When the electrode distance is 5 or 15 mm, the breakdown voltages of the c-C₄F₈/N₂ mixture change with the volume fraction k of c-C₄F₈, as shown in Figure 6.

According to Figure 6, as the volume fraction of c-C₄F₈ increases, the dielectric strength of c-C₄F₈/N₂ increases. When the electrode distance is 5 mm, c-C₄F₈/N₂ increases nearly linearly with the increase in the volume fraction of c-C₄F₈. When the electrode distance is 15 mm, the pressure is 0.45 and 0.50 MPa; in addition, the volume fraction k increases from 5% to 10%, and the breakdown voltage significantly improves. The reason that breakdown voltage increases is that, with the increase in volume fraction, the probability of c-C₄F₈ attracting electrons increases, and the electron avalanche development slows, resulting in an increase in the breakdown voltage. It can be seen from this trend that if the volume fraction of c-C₄F₈ is less than 20%, the breakdown voltage of c-C₄F₈/N₂ can be increased through an increase in the volume fraction of c-C₄F₈.
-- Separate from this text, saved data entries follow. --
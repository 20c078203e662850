//! Recursive-descent parser for gitmem
//!
//! The grammar is small enough that the parser builds the typed AST
//! directly, one `Spanned` node per construct:
//!
//! ```text
//! program := stmt ';' (stmt ';')*
//! stmt    := 'nop' | lval '=' rval | 'join' rval | 'lock' var
//!          | 'unlock' var | 'assert' cond
//!          | 'if' '(' cond ')' '{' program '}' ['else' '{' program '}']
//! cond    := add ('==' | '!=') add
//! rval    := add | primary            -- no bare comparisons
//! add     := primary ('+' primary)+
//! primary := reg | var | int | 'spawn' '{' program '}' | '(' expr ')'
//! ```
//!
//! Comparisons are only valid where a condition is expected (`assert`, `if`)
//! or inside parentheses; assignment and `join` operands reject them with
//! the same messages the statement checker has always used.

use crate::ast::{Block, Expr, LVal, Stmt};
use crate::span::{Span, Spanned};
use crate::syntax::lexer::Token;
use logos::Logos;
use std::sync::Arc;

/// A parse error with the offending source range
#[derive(Debug, Clone, PartialEq, Eq)]
pub struct ParseError {
    pub message: String,
    pub span: Span,
}

impl ParseError {
    fn new(message: impl Into<String>, span: Span) -> Self {
        Self {
            message: message.into(),
            span,
        }
    }
}

impl std::fmt::Display for ParseError {
    fn fmt(&self, f: &mut std::fmt::Formatter<'_>) -> std::fmt::Result {
        write!(f, "{}", self.message)
    }
}

impl std::error::Error for ParseError {}

/// A lexed token with its source text and span
#[derive(Debug, Clone, Copy)]
struct Tok<'a> {
    kind: Token,
    text: &'a str,
    span: Span,
}

/// Parse a whole gitmem program
pub fn parse(src: &str) -> Result<Block, ParseError> {
    let mut tokens = Vec::new();
    let mut lexer = Token::lexer(src);
    while let Some(result) = lexer.next() {
        let range = lexer.span();
        let span = Span::new(range.start as u32, range.end as u32);
        match result {
            Ok(kind) => tokens.push(Tok {
                kind,
                text: lexer.slice(),
                span,
            }),
            Err(()) => return Err(ParseError::new("Unexpected character", span)),
        }
    }

    let eof = Span::new(src.len() as u32, src.len() as u32);
    let mut parser = Parser {
        tokens,
        pos: 0,
        eof,
    };
    let block = parser.parse_block(None)?;
    Ok(block)
}

struct Parser<'a> {
    tokens: Vec<Tok<'a>>,
    pos: usize,
    eof: Span,
}

impl<'a> Parser<'a> {
    fn peek(&self) -> Option<Tok<'a>> {
        self.tokens.get(self.pos).copied()
    }

    fn peek_kind(&self) -> Option<Token> {
        self.peek().map(|t| t.kind)
    }

    fn bump(&mut self) -> Tok<'a> {
        let tok = self.tokens[self.pos];
        self.pos += 1;
        tok
    }

    /// Span of the current token, or of end-of-file
    fn here(&self) -> Span {
        self.peek().map(|t| t.span).unwrap_or(self.eof)
    }

    fn error(&self, message: &str) -> ParseError {
        ParseError::new(message, self.here())
    }

    fn expect(&mut self, kind: Token, message: &str) -> Result<Tok<'a>, ParseError> {
        match self.peek() {
            Some(tok) if tok.kind == kind => Ok(self.bump()),
            _ => Err(self.error(message)),
        }
    }

    /// Parse statements until `end` (a closing brace) or end of input.
    /// Every statement must be terminated by a semicolon, including the last.
    fn parse_block(&mut self, end: Option<Token>) -> Result<Block, ParseError> {
        let mut stmts = Vec::new();
        loop {
            match (self.peek_kind(), end) {
                (None, None) => break,
                (None, Some(_)) => return Err(ParseError::new("Expected '}'", self.eof)),
                (Some(kind), Some(end_kind)) if kind == end_kind => break,
                _ => {}
            }

            let stmt = self.parse_stmt()?;
            match self.peek_kind() {
                Some(Token::Semi) => {
                    self.bump();
                }
                None if end.is_none() => {
                    return Err(ParseError::new("Expected ';' at end of file", self.eof))
                }
                _ => return Err(self.error("Expected semicolon")),
            }
            stmts.push(stmt);
        }

        if stmts.is_empty() {
            return Err(self.error("Expected statement"));
        }
        Ok(Block::new(stmts))
    }

    fn parse_stmt(&mut self) -> Result<Spanned<Stmt>, ParseError> {
        let tok = match self.peek() {
            Some(tok) => tok,
            None => return Err(self.error("Expected statement")),
        };

        match tok.kind {
            Token::Nop => {
                self.bump();
                Ok(Spanned::new(Stmt::Nop, tok.span))
            }
            Token::Join => {
                self.bump();
                if matches!(self.peek_kind(), None | Some(Token::Semi)) {
                    return Err(self.error("Expected thread identifier"));
                }
                let expr = self.parse_expr()?;
                if expr.node.is_comparison() {
                    return Err(ParseError::new("Invalid thread identifier", expr.span));
                }
                let span = tok.span.merge(expr.span);
                Ok(Spanned::new(Stmt::Join(expr), span))
            }
            Token::Lock | Token::Unlock => {
                self.bump();
                if matches!(self.peek_kind(), None | Some(Token::Semi)) {
                    return Err(self.error("Expected lock identifier"));
                }
                let name_tok = match self.peek() {
                    Some(t) if t.kind == Token::Ident => self.bump(),
                    _ => return Err(self.error("Invalid lock identifier")),
                };
                let name = Arc::from(name_tok.text);
                let span = tok.span.merge(name_tok.span);
                let stmt = if tok.kind == Token::Lock {
                    Stmt::Lock(name)
                } else {
                    Stmt::Unlock(name)
                };
                Ok(Spanned::new(stmt, span))
            }
            Token::Assert => {
                self.bump();
                if matches!(self.peek_kind(), None | Some(Token::Semi)) {
                    return Err(self.error("Expected condition"));
                }
                let expr = self.parse_expr()?;
                if !expr.node.is_comparison() {
                    return Err(ParseError::new("Invalid assertion", expr.span));
                }
                let span = tok.span.merge(expr.span);
                Ok(Spanned::new(Stmt::Assert(expr), span))
            }
            Token::If => self.parse_if(),
            Token::Reg | Token::Ident => self.parse_assign(),
            _ => Err(self.error("Expected statement")),
        }
    }

    fn parse_assign(&mut self) -> Result<Spanned<Stmt>, ParseError> {
        let lval_tok = self.bump();
        let lval = match lval_tok.kind {
            Token::Reg => LVal::Reg(Arc::from(&lval_tok.text[1..])),
            Token::Ident => LVal::Var(Arc::from(lval_tok.text)),
            _ => return Err(ParseError::new("Invalid left-hand side to assignment", lval_tok.span)),
        };
        self.expect(Token::Assign, "Expected '='")?;
        if matches!(self.peek_kind(), None | Some(Token::Semi)) {
            return Err(self.error("Expected right-hand side to assignment"));
        }
        let expr = self.parse_expr()?;
        if expr.node.is_comparison() {
            return Err(ParseError::new(
                "Invalid right-hand side to assignment",
                expr.span,
            ));
        }
        let span = lval_tok.span.merge(expr.span);
        Ok(Spanned::new(Stmt::Assign { lval, expr }, span))
    }

    fn parse_if(&mut self) -> Result<Spanned<Stmt>, ParseError> {
        let if_tok = self.bump();
        self.expect(Token::LParen, "Expected '(' after 'if'")?;
        let cond = self.parse_expr()?;
        if !cond.node.is_comparison() {
            return Err(ParseError::new("Invalid condition", cond.span));
        }
        self.expect(Token::RParen, "Expected ')'")?;

        self.expect(Token::LBrace, "Expected block")?;
        let then_block = self.parse_block(Some(Token::RBrace))?;
        self.expect(Token::RBrace, "Expected '}'")?;

        let (else_block, end_span) = if self.peek_kind() == Some(Token::Else) {
            self.bump();
            self.expect(Token::LBrace, "Expected block")?;
            let block = self.parse_block(Some(Token::RBrace))?;
            let close = self.expect(Token::RBrace, "Expected '}'")?;
            (block, close.span)
        } else {
            // An if without an else still needs both branch targets
            let nop = Block::new(vec![Spanned::dummy(Stmt::Nop)]);
            (nop, self.tokens[self.pos - 1].span)
        };

        let span = if_tok.span.merge(end_span);
        Ok(Spanned::new(
            Stmt::If {
                cond,
                then_block,
                else_block,
            },
            span,
        ))
    }

    /// Full expression, comparisons allowed at the top level
    fn parse_expr(&mut self) -> Result<Spanned<Expr>, ParseError> {
        let lhs = self.parse_add()?;
        let op = match self.peek_kind() {
            Some(Token::EqEq) => Token::EqEq,
            Some(Token::BangEq) => Token::BangEq,
            _ => return Ok(lhs),
        };
        self.bump();
        let rhs = self.parse_add()?;
        if matches!(self.peek_kind(), Some(Token::EqEq) | Some(Token::BangEq)) {
            return Err(self.error("Bad equality"));
        }
        let span = lhs.span.merge(rhs.span);
        let expr = match op {
            Token::EqEq => Expr::Eq(Box::new(lhs), Box::new(rhs)),
            _ => Expr::Neq(Box::new(lhs), Box::new(rhs)),
        };
        Ok(Spanned::new(expr, span))
    }

    fn parse_add(&mut self) -> Result<Spanned<Expr>, ParseError> {
        let first = self.parse_primary()?;
        if self.peek_kind() != Some(Token::Plus) {
            return Ok(first);
        }
        let mut summands = vec![first];
        while self.peek_kind() == Some(Token::Plus) {
            self.bump();
            summands.push(self.parse_primary()?);
        }
        let span = summands[0]
            .span
            .merge(summands[summands.len() - 1].span);
        Ok(Spanned::new(Expr::Add(summands), span))
    }

    fn parse_primary(&mut self) -> Result<Spanned<Expr>, ParseError> {
        let tok = match self.peek() {
            Some(tok) => tok,
            None => return Err(self.error("Expected expression")),
        };
        match tok.kind {
            Token::Int => {
                self.bump();
                let value: i64 = tok
                    .text
                    .parse()
                    .map_err(|_| ParseError::new("Constant too large", tok.span))?;
                Ok(Spanned::new(Expr::Const(value), tok.span))
            }
            Token::Reg => {
                self.bump();
                Ok(Spanned::new(Expr::Reg(Arc::from(&tok.text[1..])), tok.span))
            }
            Token::Ident => {
                self.bump();
                Ok(Spanned::new(Expr::Var(Arc::from(tok.text)), tok.span))
            }
            Token::Spawn => {
                self.bump();
                self.expect(Token::LBrace, "Expected body of spawn")?;
                let block = self.parse_block(Some(Token::RBrace))?;
                let close = self.expect(Token::RBrace, "Expected '}'")?;
                let span = tok.span.merge(close.span);
                Ok(Spanned::new(Expr::Spawn(Arc::new(block)), span))
            }
            Token::LParen => {
                self.bump();
                let inner = self.parse_expr()?;
                self.expect(Token::RParen, "Expected ')'")?;
                Ok(inner)
            }
            _ => Err(self.error("Expected expression")),
        }
    }
}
3.4. Feasibility of Replacing SF₆/N₂ with c-C₄F₈/N₂

To verify the insulation level of c-C₄F₈/N₂ under an extremely non-uniform electric field, the breakdown voltages of c-C₄F₈/N₂ were compared with those of SF₆ and 20%SF₆/80%N₂ under the same experimental conditions. The breakdown voltages of SF₆ and 20%SF₆/80%N₂ were taken from [23], and the comparison results are shown in Figure 7.
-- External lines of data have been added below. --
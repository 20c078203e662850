//! Graphviz DOT output
//!
//! One cluster per thread, walked in program order from thread 0's `Start`.
//! Spawned threads are reached through their `Spawn` nodes, so every thread
//! in the run appears. Reads-from, sync and race edges are drawn with
//! `constraint=false` so program order alone dictates the layout.

use crate::graph::{ConflictSources, EventKind, ExecutionGraph, NodeId};
use crate::state::ThreadId;
use std::fmt::Write;

/// Render the whole graph as a DOT digraph
pub fn render(graph: &ExecutionGraph) -> String {
    let mut out = String::new();
    out.push_str("digraph G {\n");
    visit(graph, &mut out, graph.start_of(ThreadId(0)));
    out.push_str("}\n");
    out
}

fn emit_node(out: &mut String, id: NodeId, label: &str, style: &str) {
    let _ = write!(
        out,
        "\t{}[label=\"{}\", shape=rectangle, style=\"rounded,filled\", ",
        id.0, label
    );
    if !style.is_empty() {
        out.push_str(style);
    }
    out.push_str("];\n");
}

fn emit_edge(out: &mut String, from: NodeId, to: NodeId, label: &str, style: &str) {
    let _ = write!(out, "\t{} -> {}", from.0, to.0);
    if !style.is_empty() || !label.is_empty() {
        out.push('[');
        out.push_str(style);
        if !label.is_empty() {
            let _ = write!(out, " label=\"{}\"", label);
        }
        out.push(']');
    }
    out.push_str(";\n");
}

fn emit_sync_edge(out: &mut String, from: NodeId, to: NodeId) {
    emit_edge(out, from, to, "sync", "style=bold, constraint=false");
}

fn emit_conflict(out: &mut String, id: NodeId, conflict: &ConflictSources) {
    let _ = writeln!(out, "\t{}[fillcolor = red];", id.0);
    let (s1, s2) = conflict.sources;
    emit_edge(out, id, s1, "race", "style=dashed, color=red, constraint=false");
    emit_edge(out, id, s2, "race", "style=dashed, color=red, constraint=false");
}

/// Emit the program-order edge and continue, or close the cluster at the
/// end of a thread's chain
fn follow(graph: &ExecutionGraph, out: &mut String, from: NodeId) {
    match graph.node(from).next {
        Some(next) => {
            emit_edge(out, from, next, "", "");
            visit(graph, out, next);
        }
        None => out.push_str("}\n"),
    }
}

fn visit(graph: &ExecutionGraph, out: &mut String, id: NodeId) {
    match &graph.node(id).kind {
        EventKind::Start { tid } => {
            let _ = writeln!(out, "subgraph cluster_Thread_{} {{", tid);
            let _ = writeln!(out, "\tlabel = \"Thread #{}\";", tid);
            out.push_str("\tcolor=black;\n");
            emit_node(out, id, "", "shape=circle width=.3 style=filled color=black");
            follow(graph, out, id);
        }
        EventKind::End => {
            emit_node(out, id, "", "shape=doublecircle width=.2 style=empty");
            out.push_str("}\n");
        }
        EventKind::Write { var, value, .. } => {
            emit_node(out, id, &format!("W{} = {}", var, value), "");
            follow(graph, out, id);
        }
        EventKind::Read { var, value, source, .. } => {
            emit_node(out, id, &format!("R{} = {}", var, value), "");
            follow(graph, out, id);
            emit_edge(out, id, *source, "rf", "style=dashed, constraint=false");
        }
        EventKind::Spawn { tid, spawned } => {
            emit_node(out, id, &format!("Spawn {}", tid), "");
            follow(graph, out, id);
            emit_sync_edge(out, id, *spawned);
            visit(graph, out, *spawned);
        }
        EventKind::Join { tid, joinee, conflict } => {
            emit_node(out, id, &format!("Join {}", tid), "");
            follow(graph, out, id);
            emit_sync_edge(out, *joinee, id);
            if let Some(conflict) = conflict {
                emit_conflict(out, id, conflict);
            }
        }
        EventKind::Lock { var, after, conflict } => {
            emit_node(out, id, &format!("lock {}", var), "");
            follow(graph, out, id);
            if let Some(after) = after {
                emit_sync_edge(out, *after, id);
            }
            if let Some(conflict) = conflict {
                emit_conflict(out, id, conflict);
            }
        }
        EventKind::Unlock { var } => {
            emit_node(out, id, &format!("unlock {}", var), "");
            follow(graph, out, id);
        }
        EventKind::AssertFailed { cond } => {
            emit_node(out, id, &format!("assert {}", cond), "fillcolor=red");
            follow(graph, out, id);
        }
        EventKind::Pending { label } => {
            emit_node(out, id, label, "style=dashed");
            out.push_str("}\n");
        }
    }
}
//! Batch commit to blob storage.
//!
//! `CommitExecutor` uploads a batch one fragment at a time, in order, and
//! stops at the first failure. Whatever the cause, the caller only sees
//! `BufferCommitFailed` and must leave the batch's offsets uncommitted.

use crate::error::BufferCommitFailed;
use crate::fragment::Fragment;
use crate::storage::BlobStorage;
use std::sync::Arc;
use tracing::{debug, error};

/// Stateless batch uploader shared by all partition workers.
#[derive(Clone)]
pub struct CommitExecutor {
    storage: Arc<dyn BlobStorage>,
}

impl CommitExecutor {
    /// Create an executor over the given storage.
    pub fn new(storage: Arc<dyn BlobStorage>) -> Self {
        Self { storage }
    }

    /// Upload every fragment in `batch`, first to last.
    ///
    /// Returns `Ok(())` only if every upload succeeded. There is no retry
    /// here: redelivery from the stream re-supplies the batch.
    pub async fn commit(&self, batch: &[Fragment]) -> Result<(), BufferCommitFailed> {
        for (position, fragment) in batch.iter().enumerate() {
            if let Err(e) = self.storage.upload(fragment).await {
                error!(
                    offset = %fragment.offset,
                    position,
                    batch_len = batch.len(),
                    error = %e,
                    "Fragment upload failed, abandoning batch"
                );
                return Err(BufferCommitFailed);
            }
        }

        debug!(
            fragments = batch.len(),
            bytes = batch.iter().map(|f| f.size).sum::<u64>(),
            "Batch committed"
        );
        Ok(())
    }
}

impl std::fmt::Debug for CommitExecutor {
    fn fmt(&self, f: &mut std::fmt::Formatter<'_>) -> std::fmt::Result {
        f.debug_struct("CommitExecutor").finish_non_exhaustive()
    }
}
It can be seen from Figure 7 that when the electrode distance is 10 or 20 mm, on the whole the breakdown voltages of 20%c-C₄F₈/80%N₂ are lower than those of SF₆ and 20%SF₆/80%N₂. When the electrode distance is 10 mm, the breakdown voltage of 20%c-C₄F₈/80%N₂ is 46–64% that of 20%SF₆/80%N₂. At 0.3 MPa, the breakdown voltage of 20%c-C₄F₈/80%N₂ is 57% that of SF₆. When the electrode distance is 20 mm, the breakdown voltage of 20%c-C₄F₈/80%N₂ is 60–90% that of 20%SF₆/80%N₂. At 0.3 MPa, the 20%c-C₄F₈/80%N₂ breakdown voltage is 66.1 kV, or 91% of the breakdown voltage of SF₆ (72.4 kV). In some cases (Figure 7a, 0.20MPa and Figure 7b, 0.15MPa) the performance of SF₆ is approximately two–three times better than the c-C₄F₈ mixture. By comparing the breakdown voltages, it can be seen that 20%c-C₄F₈/80%N₂ has the potential to replace SF₆ in an extremely non-uniform electric field.
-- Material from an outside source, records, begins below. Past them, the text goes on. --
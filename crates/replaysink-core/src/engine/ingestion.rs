//! Main ingestion engine orchestration.
//!
//! Polls recording fragments from Kafka, routes each to its partition's
//! worker, and commits a partition's offsets only after that worker's batch
//! is in blob storage. A failed batch rewinds the partition so the same
//! fragments are consumed again.

use super::failure::{FailureAction, FailureBudget};
use super::worker::{FlushOutcome, PartitionWorker};
use crate::buffer::{BufferThresholds, Clock, FlushReason, SystemClock};
use crate::commit::CommitExecutor;
use crate::config::Config;
use crate::error::BufferCommitFailed;
use crate::fragment::{Fragment, PartitionKey};
use crate::health::{self, HealthCheck};
use crate::kafka::{OffsetTracker, PollResult, RecordingConsumerBuilder, RecordingSource, RetryConfig};
use crate::metrics::{ErrorType, IngestionMetrics};
use crate::storage::{BlobStorage, ObjectStoreBlobStorage};
use crate::Result;
use std::collections::HashMap;
use std::sync::Arc;
use std::time::{Duration, Instant};
use tokio::sync::broadcast;
use tracing::{debug, error, info, warn};

const SHUTDOWN_TIMEOUT: Duration = Duration::from_secs(30);

/// Main ingestion engine.
pub struct IngestionEngine {
    config: Config,
    consumer: Arc<dyn RecordingSource>,
    executor: CommitExecutor,
    thresholds: BufferThresholds,
    clock: Arc<dyn Clock>,
    workers: HashMap<PartitionKey, PartitionWorker>,
    retry: RetryConfig,
    /// Consecutive commit failures, only for partitions that are failing
    failures: HashMap<PartitionKey, FailureBudget>,
    offsets: Arc<OffsetTracker>,
    metrics: Arc<IngestionMetrics>,
    health: Arc<HealthCheck>,
    shutdown_tx: broadcast::Sender<()>,
}

impl IngestionEngine {
    /// Create an engine writing to the storage named in the config.
    pub async fn new(config: Config) -> Result<Self> {
        config.validate()?;
        let storage = Arc::new(ObjectStoreBlobStorage::from_config(&config.storage)?);
        Self::with_storage(config, storage)
    }

    /// Create an engine writing to the given storage.
    pub fn with_storage(config: Config, storage: Arc<dyn BlobStorage>) -> Result<Self> {
        config.validate()?;
        let consumer = RecordingConsumerBuilder::new(config.kafka.clone()).build()?;
        Self::with_source(config, Arc::new(consumer), storage)
    }

    /// Create an engine reading from `source` and writing to `storage`.
    pub fn with_source(
        config: Config,
        source: Arc<dyn RecordingSource>,
        storage: Arc<dyn BlobStorage>,
    ) -> Result<Self> {
        config.validate()?;

        let health = Arc::new(HealthCheck::for_ingestion());
        health.mark_healthy(health::STORAGE);

        let thresholds = BufferThresholds::from(&config.buffer);
        let retry = RetryConfig::for_buffer_commit(config.buffer.max_consecutive_commit_failures);
        let (shutdown_tx, _) = broadcast::channel(1);

        info!(
            max_buffer_message_count = thresholds.max_buffer_message_count,
            max_buffer_size_in_bytes = thresholds.max_buffer_size_in_bytes,
            max_buffer_time_in_seconds = thresholds.max_buffer_time_in_seconds,
            "Ingestion engine configured"
        );

        Ok(Self {
            config,
            consumer: source,
            executor: CommitExecutor::new(storage),
            thresholds,
            clock: Arc::new(SystemClock),
            workers: HashMap::new(),
            retry,
            failures: HashMap::new(),
            offsets: Arc::new(OffsetTracker::new()),
            metrics: Arc::new(IngestionMetrics::new()),
            health,
            shutdown_tx,
        })
    }

    /// Run the main ingestion loop until shutdown or a fatal error.
    pub async fn run(&mut self) -> Result<()> {
        self.health.consumer_started();
        info!(topic = %self.consumer.topic(), "Ingestion engine started");

        let mut shutdown_rx = self.shutdown_tx.subscribe();
        let poll_timeout = Duration::from_millis(self.config.kafka.poll_timeout_ms);

        let result = loop {
            tokio::select! {
                _ = shutdown_rx.recv() => {
                    info!("Shutdown signal received");
                    break Ok(());
                }

                result = self.step(poll_timeout) => {
                    if let Err(e) = result {
                        error!(error = %e, "Stopping ingestion");
                        break Err(e);
                    }
                }
            }
        };

        self.shutdown().await;
        self.health.consumer_stopped();

        result
    }

    /// One poll, then an idle tick for every worker.
    async fn step(&mut self, poll_timeout: Duration) -> Result<()> {
        match self.consumer.next_fragment(poll_timeout).await {
            PollResult::Message(fragment) => {
                self.health.mark_healthy(health::KAFKA);
                self.ingest(fragment).await?;
            }
            PollResult::Timeout => {}
            PollResult::Error {
                error,
                backoff,
                should_retry,
            } => {
                self.metrics.record_error_by_type(ErrorType::Kafka);
                if !should_retry {
                    self.health
                        .mark_unhealthy(health::KAFKA, &format!("Poll failed: {}", error));
                    return Err(error);
                }
                self.health
                    .mark_degraded(health::KAFKA, &format!("Poll failed: {}", error));
                tokio::time::sleep(backoff).await;
            }
        }

        self.release_revoked_partitions();
        self.tick_all().await?;
        self.update_gauges();
        Ok(())
    }

    async fn ingest(&mut self, fragment: Fragment) -> Result<()> {
        self.metrics.record_fragment(fragment.size);
        self.offsets.update_current(&fragment.offset);

        let key = fragment.partition_key();
        let worker = self.workers.entry(key.clone()).or_insert_with(|| {
            debug!(partition = %key, "Starting partition worker");
            PartitionWorker::new(
                key.clone(),
                self.thresholds,
                self.executor.clone(),
                Arc::clone(&self.clock),
                self.config.buffer.commit_timeout(),
            )
        });

        let start = Instant::now();
        let outcome = worker.submit(fragment).await;
        self.handle_outcome(&key, outcome, start.elapsed()).await
    }

    /// Give every worker a chance to flush on its deadline.
    ///
    /// Runs after every poll so a busy partition cannot starve a quiet one.
    async fn tick_all(&mut self) -> Result<()> {
        let keys: Vec<PartitionKey> = self.workers.keys().cloned().collect();

        for key in keys {
            let Some(worker) = self.workers.get_mut(&key) else {
                continue;
            };
            let start = Instant::now();
            let outcome = worker.tick().await;
            self.handle_outcome(&key, outcome, start.elapsed()).await?;
        }

        Ok(())
    }

    async fn handle_outcome(
        &mut self,
        key: &PartitionKey,
        outcome: FlushOutcome,
        elapsed: Duration,
    ) -> Result<()> {
        match outcome {
            Ok(None) => Ok(()),
            Ok(Some(batch)) => {
                // Offsets move only once the batch is durable
                if let Err(e) = self.consumer.commit_through(&batch.last_offset).await {
                    self.metrics.record_error_by_type(ErrorType::Kafka);
                    self.health
                        .mark_unhealthy(health::KAFKA, &format!("Offset commit failed: {}", e));
                    return Err(e);
                }

                self.offsets.mark_committed(&batch.last_offset);
                self.metrics.record_flush(
                    batch.reason,
                    batch.fragment_count,
                    batch.byte_size,
                    batch.duration,
                );
                self.failures.remove(key);
                if self.failures.is_empty() {
                    self.health.mark_healthy(health::STORAGE);
                    self.health.mark_healthy(health::BUFFER);
                }

                info!(
                    partition = %batch.partition,
                    reason = %batch.reason,
                    fragments = batch.fragment_count,
                    bytes = batch.byte_size,
                    offset_range = %format!("{}..={}", batch.first_offset, batch.last_offset.offset),
                    duration_ms = batch.duration.as_millis(),
                    "Buffer committed"
                );
                Ok(())
            }
            Err(BufferCommitFailed) => self.handle_commit_failure(key, elapsed).await,
        }
    }

    async fn handle_commit_failure(&mut self, key: &PartitionKey, elapsed: Duration) -> Result<()> {
        self.metrics.record_commit_failure(elapsed);

        let budget = self
            .failures
            .entry(key.clone())
            .or_insert_with(|| FailureBudget::new(self.retry.clone()));
        let action = budget.record_failure();
        let consecutive_failures = budget.consecutive_failures();

        let backoff = match action {
            FailureAction::Halt { .. } => {
                error!(
                    partition = %key,
                    consecutive_failures,
                    "Buffer commits keep failing, halting consumer"
                );
                self.health.mark_unhealthy(
                    health::STORAGE,
                    &format!("{} consecutive buffer commits failed", consecutive_failures),
                );
                return Err(BufferCommitFailed.into());
            }
            FailureAction::Retry { backoff } => backoff,
        };

        self.health
            .mark_degraded(health::STORAGE, "Buffer commit failed, retrying");
        self.health
            .mark_degraded(health::BUFFER, "Awaiting redelivery of failed batch");

        let redelivery = self
            .workers
            .get(key)
            .and_then(PartitionWorker::redelivery_offset);
        if let Some(offset) = redelivery {
            // Without the rewind a later commit would acknowledge the lost batch.
            self.consumer.rewind(key, offset)?;
            self.offsets.rewind(key, offset);
            self.metrics.record_redelivery();
        }

        warn!(
            partition = %key,
            redelivery_offset = ?redelivery,
            consecutive_failures,
            backoff_ms = backoff.as_millis(),
            "Buffer commit failed, backing off"
        );
        tokio::time::sleep(backoff).await;
        Ok(())
    }

    /// Drop workers for partitions this consumer no longer owns.
    ///
    /// Their buffered fragments were never committed, so the new owner
    /// consumes them again.
    fn release_revoked_partitions(&mut self) {
        let assigned = match self.consumer.assigned_partitions() {
            Ok(assigned) => assigned,
            Err(e) => {
                debug!(error = %e, "Could not read partition assignment");
                return;
            }
        };

        let offsets = &self.offsets;
        self.workers.retain(|key, worker| {
            let keep = assigned.contains(key);
            if !keep {
                info!(
                    partition = %key,
                    dropped_fragments = worker.pending_len(),
                    "Partition revoked, releasing worker"
                );
                offsets.remove(key);
            }
            keep
        });
        self.failures.retain(|key, _| assigned.contains(key));
    }

    fn update_gauges(&self) {
        let (fragments, bytes) = self.workers.values().fold((0u64, 0u64), |(f, b), w| {
            (
                f + w.state().accumulated_message_count(),
                b + w.state().accumulated_byte_size(),
            )
        });
        self.metrics.set_buffered(fragments, bytes);
        self.metrics.set_active_partitions(self.workers.len() as u64);
        self.metrics
            .set_consumer_lag(self.offsets.total_lag().max(0) as u64);
    }

    async fn shutdown(&mut self) {
        info!(
            partitions = self.workers.len(),
            "Shutting down ingestion engine (30s timeout)"
        );

        match tokio::time::timeout(SHUTDOWN_TIMEOUT, self.flush_all()).await {
            Ok(()) => info!("Graceful shutdown completed successfully"),
            Err(_) => warn!("Shutdown timeout exceeded (30s), unflushed fragments will be redelivered"),
        }
        self.update_gauges();
    }

    /// Final flush of every partition, committing offsets where it succeeds.
    async fn flush_all(&mut self) {
        let keys: Vec<PartitionKey> = self.workers.keys().cloned().collect();

        for key in keys {
            let Some(worker) = self.workers.get_mut(&key) else {
                continue;
            };

            match worker.flush(FlushReason::Shutdown).await {
                Ok(None) => {}
                Ok(Some(batch)) => {
                    if let Err(e) = self.consumer.commit_through(&batch.last_offset).await {
                        warn!(partition = %key, error = %e, "Final offset commit failed");
                        continue;
                    }
                    self.offsets.mark_committed(&batch.last_offset);
                    self.metrics.record_flush(
                        batch.reason,
                        batch.fragment_count,
                        batch.byte_size,
                        batch.duration,
                    );
                }
                Err(BufferCommitFailed) => {
                    warn!(partition = %key, "Final buffer commit failed, fragments will be redelivered");
                }
            }
        }
    }

    /// Shared metrics, for the HTTP endpoints.
    pub fn metrics(&self) -> Arc<IngestionMetrics> {
        Arc::clone(&self.metrics)
    }

    /// Shared health check, for the HTTP endpoints.
    pub fn health(&self) -> Arc<HealthCheck> {
        Arc::clone(&self.health)
    }

    pub fn offsets(&self) -> Arc<OffsetTracker> {
        Arc::clone(&self.offsets)
    }

    /// Get shutdown signal sender.
    pub fn shutdown_signal(&self) -> broadcast::Sender<()> {
        self.shutdown_tx.clone()
    }
}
As an alternative to SF₆, many other aspects of c-C₄F₈ electrical properties are relevant, including the breakdown characteristics under a slightly non-uniform electric field, partial discharge characteristics, and toxicity of decomposition products. In [15], results showed that the AC breakdown voltage of c-C₄F₈ is 1.4 times that of SF₆ under a slightly non-uniform electric field. Results from the literature [17] also indicated that the partial discharge performance of 20%C₄F₈/80%N₂ is similar to that of 20%SF₆/80%N₂. The authors of [18] found that the product components of c-C₄F₈ are mainly fluorocarbon gas, such as CF₄, C₂F₆ C₂F₄ C₃F₈ and C₃F₆. From the above electrical properties, c-C₄F₈ has potential to replace SF₆ used in low- and medium-voltage equipment.

4. Conclusions

• In an extremely non-uniform electric field, the breakdown voltages of 20%c-C₄F₈/80%N₂ increase with the increase in pressure, electrode distance, and the volume fraction of c-C₄F₈. As the pressure increases, a “hump” occurs owing to the homogenization of an electric field through the corona. With the increase in electrode distance, the AC breakdown voltages of c-C₄F₈/N₂ increase slightly in the case of a short gap, and increase significantly in the case of a long gap.
• Based on a comparison between SF₆ and 20%SF₆/80%N₂, it was found that under the same conditions, the breakdown voltage of 20%c-C₄F₈/80%N₂ can reach up to 46–90% that of 20%SF₆/80%N₂. At 0.3 MPa, the breakdown voltage of 20%c-C₄F₈/80%N₂ can reach over 57% that of SF₆.
• In an extremely non-uniform electric field, considering the insulation level and liquefaction temperature, a 20%c-C₄F₈/80%N₂ mixture has the potential to replace SF₆ in low- and medium-voltage equipment.